Collected data
▬▬▬▬▬▬▬▬▬▬
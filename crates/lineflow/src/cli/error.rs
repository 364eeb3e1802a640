//! Helpful error types for CLI commands
//!
//! Every error includes:
//! - What went wrong
//! - Context about the situation
//! - Suggestions for how to fix it

use lineflow_engine::{EngineError, ErrorKind};
use std::fmt;
use std::path::Path;

/// An error with helpful context and suggestions
#[derive(Debug)]
pub struct HelpfulError {
    /// The main error message
    pub message: String,
    /// Additional context about what was happening
    pub context: Option<String>,
    /// Suggestions for how to fix the error
    pub suggestions: Vec<String>,
}

impl HelpfulError {
    pub fn new(message: impl Into<String>) -> Self {
        Self {
            message: message.into(),
            context: None,
            suggestions: Vec::new(),
        }
    }

    pub fn with_context(mut self, context: impl Into<String>) -> Self {
        self.context = Some(context.into());
        self
    }

    pub fn with_suggestion(mut self, suggestion: impl Into<String>) -> Self {
        self.suggestions.push(suggestion.into());
        self
    }

    pub fn with_suggestions(mut self, suggestions: impl IntoIterator<Item = impl Into<String>>) -> Self {
        self.suggestions.extend(suggestions.into_iter().map(|s| s.into()));
        self
    }

    // === Common error constructors ===

    /// File does not exist
    pub fn file_not_found(path: &Path) -> Self {
        Self::new(format!("File not found: {}", path.display()))
            .with_context("The specified file does not exist")
            .with_suggestions([
                format!("TRY: Check if the file exists: ls -la {}", path.display()),
                format!(
                    "TRY: Look for similar files: ls {}",
                    path.parent().map(|p| p.display().to_string()).unwrap_or_else(|| ".".to_string())
                ),
            ])
    }

    /// File cannot be read
    pub fn cannot_read_file(path: &Path, reason: &str) -> Self {
        Self::new(format!("Cannot read file: {}", path.display()))
            .with_context(reason.to_string())
            .with_suggestions([
                format!("TRY: Check file permissions: ls -la {}", path.display()),
                "TRY: Ensure the file is not open in another program".to_string(),
            ])
    }

    /// Batch operation name not recognized
    pub fn unknown_operation(name: &str) -> Self {
        Self::new(format!("Unknown operation: '{}'", name))
            .with_context("reconcile applies one operation to every row")
            .with_suggestions([
                "TRY: --op create | advance | set-phase | pack | pair | ship",
                "TRY: set-phase also needs --phase <PHASE>",
            ])
    }

    /// Engine failure, with advice keyed on its kind
    pub fn from_engine(err: &EngineError) -> Self {
        let base = Self::new(err.to_string()).with_context(format!("kind: {}", err.kind()));
        match err.kind() {
            ErrorKind::PhaseViolation => base.with_suggestions([
                "TRY: Check where the item is: lineflow history --serial <SERIAL> -n 1",
                "TRY: Items in SCRAP must be released by URep before moving on",
            ]),
            ErrorKind::PermissionDenied => base.with_suggestion(
                "TRY: Run the command as a user whose role is allowed this move (--role)",
            ),
            ErrorKind::NotFound => base.with_suggestions([
                "TRY: Register the item first: lineflow reconcile <FILE> --op create",
                "TRY: Check the serial for typos",
            ]),
            ErrorKind::CatalogIncomplete => base.with_suggestion("TRY: Seed the catalogs: lineflow seed"),
            ErrorKind::Conflict => {
                base.with_suggestion("TRY: Another user changed this item; run the command again")
            }
            ErrorKind::StoreFailure | ErrorKind::Timeout => base.with_suggestions([
                "TRY: Check that no other process holds the database locked",
                "TRY: Re-run with -v and check ~/.lineflow/logs/lineflow.log",
            ]),
            ErrorKind::Validation | ErrorKind::Cancelled => base,
        }
    }
}

impl From<EngineError> for HelpfulError {
    fn from(err: EngineError) -> Self {
        Self::from_engine(&err)
    }
}

/// Turn an engine result into one that prints with suggestions.
pub fn helpful<T>(result: Result<T, EngineError>) -> anyhow::Result<T> {
    result.map_err(|e| HelpfulError::from(e).into())
}

impl fmt::Display for HelpfulError {
    fn fmt(&self, f: &mut fmt::Formatter<'_>) -> fmt::Result {
        writeln!(f, "ERROR: {}", self.message)?;

        if let Some(ctx) = &self.context {
            writeln!(f, "CONTEXT: {}", ctx)?;
        }

        if !self.suggestions.is_empty() {
            writeln!(f)?;
            for suggestion in &self.suggestions {
                writeln!(f, "  {}", suggestion)?;
            }
        }

        Ok(())
    }
}

impl std::error::Error for HelpfulError {}

#[cfg(test)]
mod tests {
    use super::*;
    use lineflow_lifecycle::Phase;

    #[test]
    fn test_helpful_error_display() {
        let err = HelpfulError::new("Something went wrong")
            .with_context("While processing data")
            .with_suggestion("Try again");

        let display = format!("{}", err);
        assert!(display.contains("ERROR: Something went wrong"));
        assert!(display.contains("CONTEXT: While processing data"));
        assert!(display.contains("Try again"));
    }

    #[test]
    fn test_catalog_incomplete_suggests_seed() {
        let err = HelpfulError::from(EngineError::CatalogIncomplete(Phase::Scrap));
        let display = format!("{}", err);
        assert!(display.contains("catalog_incomplete"));
        assert!(display.contains("lineflow seed"));
    }

    #[test]
    fn test_unknown_operation_lists_choices() {
        let display = format!("{}", HelpfulError::unknown_operation("explode"));
        assert!(display.contains("explode"));
        assert!(display.contains("set-phase"));
    }
}
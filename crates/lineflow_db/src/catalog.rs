//! State catalog, code catalogs and SKU mapping.

use crate::error::{DbError, Result};
use crate::seed;
use crate::types::*;
use crate::LineflowDb;
use lineflow_lifecycle::{CodeCatalog, DiagnosisCode, Phase, RepairCode, Severity};
use sqlx::sqlite::SqliteConnection;
use sqlx::Row;
use tracing::info;

/// SKU name mapped from a material code.
pub async fn sku_for_material(conn: &mut SqliteConnection, material_code: &str) -> Result<Option<String>> {
    let name: Option<String> = sqlx::query_scalar("SELECT name FROM skus WHERE material_code = ?")
        .bind(material_code.trim())
        .fetch_optional(&mut *conn)
        .await?;
    Ok(name)
}

impl LineflowDb {
    // ========================================================================
    // States
    // ========================================================================

    /// All state rows.
    pub async fn list_states(&self) -> Result<Vec<StateEntry>> {
        let rows = sqlx::query("SELECT id, name FROM states ORDER BY id")
            .fetch_all(&self.pool)
            .await?;
        Ok(rows
            .iter()
            .map(|row| StateEntry {
                id: row.get("id"),
                name: row.get("name"),
            })
            .collect())
    }

    /// Add a state row for `phase` if missing; returns its id.
    pub async fn ensure_state(&self, phase: Phase) -> Result<i64> {
        sqlx::query("INSERT OR IGNORE INTO states (name) VALUES (?)")
            .bind(phase.as_str())
            .execute(&self.pool)
            .await?;
        let id: i64 = sqlx::query_scalar("SELECT id FROM states WHERE name = ?")
            .bind(phase.as_str())
            .fetch_one(&self.pool)
            .await?;
        Ok(id)
    }

    /// Remove a state row. Fails while items or records still point at it.
    pub async fn remove_state(&self, phase: Phase) -> Result<()> {
        let result = sqlx::query("DELETE FROM states WHERE name = ?")
            .bind(phase.as_str())
            .execute(&self.pool)
            .await
            .map_err(|e| DbError::constraint(format!("state {phase} is in use: {e}")))?;
        if result.rows_affected() == 0 {
            return Err(DbError::not_found(format!("state {phase}")));
        }
        Ok(())
    }

    // ========================================================================
    // Diagnosis / repair codes
    // ========================================================================

    pub async fn list_diagnosis_codes(&self) -> Result<Vec<DiagnosisCode>> {
        let rows = sqlx::query("SELECT * FROM diagnosis_codes ORDER BY code")
            .fetch_all(&self.pool)
            .await?;
        rows.iter()
            .map(|row| {
                let severity: String = row.get("severity");
                Ok(DiagnosisCode {
                    code: row.get("code"),
                    description: row.get("description"),
                    severity: Severity::parse(&severity).ok_or_else(|| {
                        DbError::invalid_state(format!("unknown severity '{severity}'"))
                    })?,
                    repair_code: row.get("repair_code"),
                    active: row.get("active"),
                })
            })
            .collect()
    }

    pub async fn list_repair_codes(&self) -> Result<Vec<RepairCode>> {
        let rows = sqlx::query("SELECT * FROM repair_codes ORDER BY code")
            .fetch_all(&self.pool)
            .await?;
        Ok(rows
            .iter()
            .map(|row| RepairCode {
                code: row.get("code"),
                description: row.get("description"),
                scrap_tier: row.get("scrap_tier"),
                active: row.get("active"),
            })
            .collect())
    }

    pub async fn upsert_repair_code(&self, code: &RepairCode) -> Result<()> {
        sqlx::query(
            r#"
            INSERT INTO repair_codes (code, description, scrap_tier, active)
            VALUES (?, ?, ?, ?)
            ON CONFLICT(code) DO UPDATE SET
                description = excluded.description,
                scrap_tier = excluded.scrap_tier,
                active = excluded.active
            "#,
        )
        .bind(&code.code)
        .bind(&code.description)
        .bind(code.scrap_tier)
        .bind(code.active)
        .execute(&self.pool)
        .await?;
        Ok(())
    }

    pub async fn upsert_diagnosis_code(&self, code: &DiagnosisCode) -> Result<()> {
        sqlx::query(
            r#"
            INSERT INTO diagnosis_codes (code, description, severity, repair_code, active)
            VALUES (?, ?, ?, ?, ?)
            ON CONFLICT(code) DO UPDATE SET
                description = excluded.description,
                severity = excluded.severity,
                repair_code = excluded.repair_code,
                active = excluded.active
            "#,
        )
        .bind(&code.code)
        .bind(&code.description)
        .bind(code.severity.as_str())
        .bind(&code.repair_code)
        .bind(code.active)
        .execute(&self.pool)
        .await?;
        Ok(())
    }

    /// Snapshot of both code catalogs for the state machine.
    pub async fn code_catalog(&self) -> Result<CodeCatalog> {
        let diagnosis = self.list_diagnosis_codes().await?;
        let repair = self.list_repair_codes().await?;
        Ok(CodeCatalog::new(diagnosis, repair))
    }

    // ========================================================================
    // SKUs
    // ========================================================================

    pub async fn upsert_sku(&self, material_code: &str, name: &str) -> Result<()> {
        sqlx::query(
            "INSERT INTO skus (material_code, name) VALUES (?, ?) ON CONFLICT(material_code) DO UPDATE SET name = excluded.name",
        )
        .bind(material_code)
        .bind(name)
        .execute(&self.pool)
        .await?;
        Ok(())
    }

    pub async fn list_skus(&self) -> Result<Vec<(String, String)>> {
        let rows = sqlx::query("SELECT material_code, name FROM skus ORDER BY material_code")
            .fetch_all(&self.pool)
            .await?;
        Ok(rows
            .iter()
            .map(|row| (row.get("material_code"), row.get("name")))
            .collect())
    }

    // ========================================================================
    // Seeding
    // ========================================================================

    /// Load the default states, codes and SKU map. Safe to run repeatedly.
    pub async fn seed_catalogs(&self) -> Result<SeedSummary> {
        let mut summary = SeedSummary::default();

        for phase in seed::STATES {
            self.ensure_state(phase).await?;
            summary.states += 1;
        }

        // Repair codes first: diagnosis codes reference them.
        for (code, description, scrap_tier) in seed::REPAIR_CODES {
            self.upsert_repair_code(&RepairCode {
                code: code.to_string(),
                description: description.to_string(),
                scrap_tier: *scrap_tier,
                active: true,
            })
            .await?;
            summary.repair_codes += 1;
        }

        for (code, description, severity, repair_code) in seed::DIAGNOSIS_CODES {
            let severity = Severity::parse(severity)
                .ok_or_else(|| DbError::invalid_state(format!("unknown severity '{severity}'")))?;
            self.upsert_diagnosis_code(&DiagnosisCode {
                code: code.to_string(),
                description: description.to_string(),
                severity,
                repair_code: repair_code.map(str::to_string),
                active: true,
            })
            .await?;
            summary.diagnosis_codes += 1;
        }

        for (material, name) in seed::SKUS {
            self.upsert_sku(material, name).await?;
            summary.skus += 1;
        }

        info!(
            states = summary.states,
            repair_codes = summary.repair_codes,
            diagnosis_codes = summary.diagnosis_codes,
            skus = summary.skus,
            "Catalogs seeded"
        );

        Ok(summary)
    }
}
//! List command - items in one phase

use crate::cli::context::GlobalArgs;
use crate::cli::error::helpful;
use crate::cli::output::{format_time, or_dash, print_json, print_table};
use lineflow_db::{Item, ItemFilter};
use lineflow_lifecycle::{Phase, ScrapMotive};

#[derive(Debug)]
pub struct ListArgs {
    pub phase: Phase,
    pub lot: Option<String>,
    pub sku: Option<String>,
    pub motive: Option<String>,
    pub limit: u32,
    pub json: bool,
}

pub fn run(global: GlobalArgs, args: ListArgs) -> anyhow::Result<()> {
    let filter = ItemFilter {
        phase: None,
        lot_number: args.lot,
        sku: args.sku,
        scrap_motive: args.motive.as_deref().and_then(ScrapMotive::normalize),
        include_deleted: false,
        limit: Some(args.limit),
    };

    let rt = crate::cli::runtime()?;
    let items = rt.block_on(async {
        let engine = global.open_engine().await?;
        helpful(engine.list_by_phase(args.phase, filter).await)
    })?;

    if args.json {
        return print_json(&items);
    }
    println!("{} item(s) in {}", items.len(), args.phase);
    print_items(&items);
    Ok(())
}

pub fn print_items(items: &[Item]) {
    print_table(
        &["SERIAL", "PHASE", "SKU", "FOLIO", "MOTIVE", "DETAIL", "RESPONSIBLE", "UPDATED"],
        items
            .iter()
            .map(|i| {
                vec![
                    i.serial.clone(),
                    i.phase.to_string(),
                    or_dash(i.sku.as_deref()),
                    or_dash(i.batch_tag.as_deref()),
                    or_dash(i.scrap_motive),
                    or_dash(i.scrap_detail.map(|d| d.as_str())),
                    or_dash(i.responsible_id.as_deref()),
                    format_time(i.updated_at),
                ]
            })
            .collect(),
    );
}
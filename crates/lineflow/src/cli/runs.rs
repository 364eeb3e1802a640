//! Runs command - the reconcile journal

use crate::cli::context::GlobalArgs;
use crate::cli::error::helpful;
use crate::cli::output::{format_time, or_dash, print_json, print_table};

pub fn run(global: GlobalArgs, limit: u32, json: bool) -> anyhow::Result<()> {
    let rt = crate::cli::runtime()?;
    let runs = rt.block_on(async {
        let engine = global.open_engine().await?;
        helpful(engine.recent_runs(limit).await)
    })?;

    if json {
        return print_json(&runs);
    }
    print_table(
        &["ID", "OPERATION", "SOURCE", "USER", "OK", "SKIP", "FAIL", "UNMATCHED", "CHUNKS", "STARTED", "STATUS"],
        runs.iter()
            .map(|r| {
                let status = match (r.finished_at, r.cancelled) {
                    (None, _) => "running",
                    (Some(_), true) => "cancelled",
                    (Some(_), false) => "done",
                };
                vec![
                    r.id.to_string(),
                    r.operation.clone(),
                    or_dash(r.source_name.as_deref()),
                    r.user_id.clone(),
                    r.accepted.to_string(),
                    r.skipped.to_string(),
                    r.failed.to_string(),
                    r.unmatched.to_string(),
                    r.chunks_started.to_string(),
                    format_time(r.started_at),
                    status.to_string(),
                ]
            })
            .collect(),
    );
    Ok(())
}
//! Lifecycle state machine for Lineflow items.
//!
//! Pure decision logic: given an item's current phase, the acting user's
//! role and the requested move, decide whether the move is legal and what
//! it writes. Persistence lives in `lineflow_db`; orchestration in
//! `lineflow_engine`.

pub mod actor;
pub mod catalog;
mod error;
pub mod machine;
pub mod motive;
pub mod phase;
pub mod rules;
pub mod subflow;
pub mod text;

pub use actor::{roles, Actor};
pub use catalog::{CodeCatalog, CodeLookup, DiagnosisCode, RepairCode, Severity};
pub use error::{LifecycleError, Result};
pub use machine::{decide, decide_register, Decision, ItemState, Payload, RecordDraft, Request, ScrapChange};
pub use motive::{Disposition, ScrapDetail, ScrapMotive};
pub use phase::{Phase, HAPPY_PATH};
pub use rules::MoveKind;
pub use subflow::{DiagnosisRequest, RepairResolution, ScrapRequest};
pub use text::fold_accents;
▬▬▬▬▬▬▬▬▬▬
• **EXERCISE REQUIREMENTS**:
Write out only the lines that run from the line containing "Check the serial" through the line containing "fn fmt(&self, f: &mut", both included, exactly as they appear above.

• **SOLUTION TO THE EXERCISE**:
                "TRY: Check the serial for typos",
            ]),
            ErrorKind::CatalogIncomplete => base.with_suggestion("TRY: Seed the catalogs: lineflow seed"),
            ErrorKind::Conflict => {
                base.with_suggestion("TRY: Another user changed this item; run the command again")
            }
            ErrorKind::StoreFailure | ErrorKind::Timeout => base.with_suggestions([
                "TRY: Check that no other process holds the database locked",
                "TRY: Re-run with -v and check ~/.lineflow/logs/lineflow.log",
            ]),
            ErrorKind::Validation | ErrorKind::Cancelled => base,
        }
    }
}

impl From<EngineError> for HelpfulError {
    fn from(err: EngineError) -> Self {
        Self::from_engine(&err)
    }
}

/// Turn an engine result into one that prints with suggestions.
pub fn helpful<T>(result: Result<T, EngineError>) -> anyhow::Result<T> {
    result.map_err(|e| HelpfulError::from(e).into())
}

impl fmt::Display for HelpfulError {
    fn fmt(&self, f: &mut fmt::Formatter<'_>) -> fmt::Result {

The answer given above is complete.